A, strong fibrous capsule sending partitions
into the gland;
B, partitions between the follicles or
pouches of the cortical or
outer portion;
C, partitions of the medullary
or central portion;
D, E, masses of protoplasmic matter in
the pouches of the gland;
F, lymph-vessels which bring lymph to
the gland, passing into its
center;
G, confluence of those leading to the
efferent vessel;
H, vessel which carries the lymph away
from the gland.
]
159. The Lymphatics. In nearly every tissue and organ of the body there is a marvelous network of vessels, precisely like the lacteals, called the lymphatics. These are busily at work taking up and making over anew waste fluids or surplus materials derived from the blood and tissues generally. It is estimated that the quantity of fluid picked up from the tissues by the lymphatics and restored daily to the circulation is equal to the bulk of the blood in the body. The lymphatics seem to start out from the part in which they are found, like the rootlets of a plant in the soil. They carry a turbid, slightly yellowish fluid, called lymph, very much like blood without the red corpuscles.
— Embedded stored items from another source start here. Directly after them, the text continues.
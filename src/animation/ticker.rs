use super::{AnimationLoop, RefreshHandle, SharedScheduler};
use crate::instance::InstanceId;
use tracing::debug;

/// One refresh request shared by a pool of instances.
///
/// The ticker does not draw anything itself: [`Ticker::fire`] returns the
/// instances to draw for the current refresh, in the order they joined.
pub struct Ticker {
    pool: Vec<InstanceId>,
    clock: AnimationLoop,
    scheduler: SharedScheduler,
}

impl Ticker {
    pub fn new(scheduler: SharedScheduler) -> Self {
        Self {
            pool: Vec::new(),
            clock: AnimationLoop::new(),
            scheduler,
        }
    }

    /// Adds an instance. Adding a member again is a no-op.
    pub fn add(&mut self, id: InstanceId) -> bool {
        if self.pool.contains(&id) {
            return false;
        }
        self.pool.push(id);
        debug!(instance = id.0, pool = self.pool.len(), "Joined ticker");
        true
    }

    /// Removes an instance. Removing a non-member is a no-op.
    pub fn remove(&mut self, id: InstanceId) -> bool {
        let Some(index) = self.pool.iter().position(|member| *member == id) else {
            return false;
        };
        self.pool.remove(index);
        debug!(instance = id.0, pool = self.pool.len(), "Left ticker");
        true
    }

    pub fn contains(&self, id: InstanceId) -> bool {
        self.pool.contains(&id)
    }

    pub fn instances(&self) -> &[InstanceId] {
        &self.pool
    }

    pub fn is_running(&self) -> bool {
        self.clock.is_running()
    }

    pub fn start(&mut self) -> bool {
        self.clock.start(&mut *self.scheduler.borrow_mut())
    }

    pub fn stop(&mut self) {
        self.clock.stop(&mut *self.scheduler.borrow_mut());
    }

    /// Handles a fired refresh, returning a snapshot of the pool when the
    /// handle is the ticker's own.
    pub fn fire(&mut self, handle: RefreshHandle) -> Option<Vec<InstanceId>> {
        if self.clock.fire(handle, &mut *self.scheduler.borrow_mut()) {
            Some(self.pool.clone())
        } else {
            None
        }
    }
}

#[cfg(test)]
mod tests {
    use super::*;
    use crate::animation::FrameQueue;

    #[test]
    fn test_add_and_remove_are_idempotent() {
        let mut ticker = Ticker::new(FrameQueue::shared());

        assert!(ticker.add(InstanceId(1)));
        assert!(!ticker.add(InstanceId(1)));
        assert!(ticker.add(InstanceId(2)));
        assert_eq!(ticker.instances(), &[InstanceId(1), InstanceId(2)]);

        assert!(ticker.remove(InstanceId(1)));
        assert!(!ticker.remove(InstanceId(1)));
        assert!(!ticker.remove(InstanceId(7)));
        assert_eq!(ticker.instances(), &[InstanceId(2)]);
    }

    #[test]
    fn test_one_request_serves_the_whole_pool() {
        let queue = FrameQueue::shared();
        let mut ticker = Ticker::new(queue.clone());
        ticker.add(InstanceId(1));
        ticker.add(InstanceId(2));
        ticker.add(InstanceId(3));

        assert!(ticker.start());
        assert!(!ticker.start());
        assert_eq!(queue.borrow().len(), 1);

        let handle = queue.borrow_mut().drain()[0];
        let drawn = ticker.fire(handle).unwrap();
        assert_eq!(drawn, vec![InstanceId(1), InstanceId(2), InstanceId(3)]);
        assert_eq!(queue.borrow().len(), 1);
    }

    #[test]
    fn test_stopped_ticker_ignores_refresh() {
        let queue = FrameQueue::shared();
        let mut ticker = Ticker::new(queue.clone());
        ticker.add(InstanceId(1));
        ticker.start();
        let handle = queue.borrow_mut().drain()[0];

        ticker.stop();
        assert!(ticker.fire(handle).is_none());
        assert!(queue.borrow().is_empty());
    }
}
Now, just as the chyle was not fit to be immediately taken up by the blood, but was passed through the mesenteric glands to be properly worked over, so the lymph is carried to the lymphatic glands, where it undergoes certain changes to fit it for being poured into the blood. Nature, like a careful housekeeper, allows nothing to be wasted that can be of any further service in the animal economy (Figs. 63 and 64).
The lymphatics unite to form larger and larger vessels, and at last join the thoracic duct, except the lymphatics of the right side of the head and chest and right arm. These open by the right lymphatic duct into the venous system on the right side of the neck.